Some not inconsiderable time and several coffees later….
And pull! A-gathering we go….
Something like the underside of a mushroom?
The other side of the fabric, now gathered into a space 4″ across….
Now for the fun part. The smocking! Done in Anchor Pearl (or Perle) Cotton size 8….
decades hours later:
Hurrah! One small cuff section done of what will be Folkwear’s English Smock:
Only the other sleeve, front and back to go. Gulp.
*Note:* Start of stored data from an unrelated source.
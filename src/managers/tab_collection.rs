//! Ordered tab sequence for one browsing mode, with the current-index
//! cursor and its repair rules.
//!
//! The collection is purely structural: insertion, removal, movement, and
//! index queries. Selection side effects (show/hide, model switching,
//! eviction events) live in
//! [`TabCollectionSet`](crate::managers::tab_collection_set::TabCollectionSet).

use crate::engine::RenderEngine;
use crate::managers::tab_record::TabRecord;
use crate::types::tab::{TabId, INVALID_TAB_ID};

/// Ordered, indexed collection of tabs for one mode (normal or private).
///
/// Invariant: `index` is either a valid position into `tabs` or `None`
/// when the collection is empty or nothing is selected yet; every
/// structural mutation repairs it before returning.
pub struct TabCollection {
    incognito: bool,
    tabs: Vec<TabRecord>,
    index: Option<usize>,
}

impl TabCollection {
    pub fn new(incognito: bool) -> Self {
        Self {
            incognito,
            tabs: Vec::new(),
            index: None,
        }
    }

    pub fn is_incognito(&self) -> bool {
        self.incognito
    }

    pub fn len(&self) -> usize {
        self.tabs.len()
    }

    pub fn is_empty(&self) -> bool {
        self.tabs.is_empty()
    }

    pub fn get(&self, position: usize) -> Option<&TabRecord> {
        self.tabs.get(position)
    }

    pub fn get_mut(&mut self, position: usize) -> Option<&mut TabRecord> {
        self.tabs.get_mut(position)
    }

    pub fn get_by_id(&self, id: TabId) -> Option<&TabRecord> {
        if id == INVALID_TAB_ID {
            return None;
        }
        self.tabs.iter().find(|t| t.id() == id)
    }

    pub fn get_by_id_mut(&mut self, id: TabId) -> Option<&mut TabRecord> {
        if id == INVALID_TAB_ID {
            return None;
        }
        self.tabs.iter_mut().find(|t| t.id() == id)
    }

    /// Position of the tab with the given id. Linear scan.
    pub fn index_of_id(&self, id: TabId) -> Option<usize> {
        if id == INVALID_TAB_ID {
            return None;
        }
        self.tabs.iter().position(|t| t.id() == id)
    }

    /// Position of the first tab whose URL matches. Linear scan.
    pub fn index_of_url(&self, url: &str, engine: &dyn RenderEngine) -> Option<usize> {
        self.tabs
            .iter()
            .position(|t| t.url(engine).as_deref() == Some(url))
    }

    pub fn index(&self) -> Option<usize> {
        self.index
    }

    /// Raw cursor assignment. Callers are responsible for handing in a
    /// valid position or `None`.
    pub(crate) fn set_index_raw(&mut self, index: Option<usize>) {
        debug_assert!(index.map_or(true, |i| i < self.tabs.len()));
        self.index = index;
    }

    pub fn current_tab(&self) -> Option<&TabRecord> {
        self.index.and_then(|i| self.tabs.get(i))
    }

    pub fn current_tab_mut(&mut self) -> Option<&mut TabRecord> {
        let i = self.index?;
        self.tabs.get_mut(i)
    }

    pub fn iter(&self) -> std::slice::Iter<'_, TabRecord> {
        self.tabs.iter()
    }

    pub fn iter_mut(&mut self) -> std::slice::IterMut<'_, TabRecord> {
        self.tabs.iter_mut()
    }

    /// Inserts a tab at `position` (or the end when `None`), returning
    /// its actual index.
    ///
    /// Cursor repair: inserting at or before the current index shifts the
    /// cursor forward so it keeps pointing at the same logical tab. When
    /// this collection is not the one on screen, a previously-empty
    /// cursor is clamped to the first tab; the on-screen collection gets
    /// its cursor from the selection that follows creation.
    pub fn add_tab(&mut self, position: Option<usize>, tab: TabRecord, is_active: bool) -> usize {
        debug_assert_eq!(tab.is_incognito(), self.incognito);
        let new_index = match position {
            None => {
                self.tabs.push(tab);
                self.tabs.len() - 1
            }
            Some(p) => {
                let p = p.min(self.tabs.len());
                self.tabs.insert(p, tab);
                if let Some(i) = self.index {
                    if p <= i {
                        self.index = Some(i + 1);
                    }
                }
                p
            }
        };
        if !is_active && self.index.is_none() {
            self.index = Some(0);
        }
        new_index
    }

    /// Moves a tab to `new_index` (clamped to `[0, len]`, interpreted as
    /// an insert-before position). Moving a tab just before itself is the
    /// degenerate no-op. Returns `(old_index, new_index)` when something
    /// actually moved.
    pub fn move_tab(&mut self, id: TabId, new_index: usize) -> Option<(usize, usize)> {
        let new_index = new_index.min(self.tabs.len());
        let cur_index = self.index_of_id(id)?;
        if cur_index == new_index || cur_index + 1 == new_index {
            return None;
        }

        let tab = self.tabs.remove(cur_index);
        let new_index = if cur_index < new_index {
            new_index - 1
        } else {
            new_index
        };
        self.tabs.insert(new_index, tab);

        if let Some(i) = self.index {
            if cur_index == i {
                self.index = Some(new_index);
            } else if cur_index < i && new_index >= i {
                self.index = Some(i - 1);
            } else if cur_index > i && new_index <= i {
                self.index = Some(i + 1);
            }
        }

        Some((cur_index, new_index))
    }

    /// Removes a tab from the sequence. The cursor is left untouched —
    /// the close path reassigns it explicitly in every branch before any
    /// observer can see the collection.
    pub(crate) fn remove_tab_by_id(&mut self, id: TabId) -> Option<TabRecord> {
        let position = self.index_of_id(id)?;
        Some(self.tabs.remove(position))
    }
}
This is a fantastic pattern- so well put together that even a novice smocker like me can follow it. The instructions are comprehensive, and even contain all sorts of historical background on the history of smocks and smocking. I’m using a lighter weight fabric (a cotton lawn) than the pattern recommends, but (ever optimistically) hoping it’ll work out. I’m really enjoying the fact that the actual construction of the smock itself is very simple, but it’s the embellishment (ie. the fun part!) that takes the most time. It’s not even as difficult as I imagined (providing you take the time to do all the prep work accurately…) and I love the patterns of light and shade that the smocking creates.
The aim (following my musings here over an amazing blackwork skirt in the V&A) was to spend a little more time and effort than I normally might in making something that I will keep and wear forever.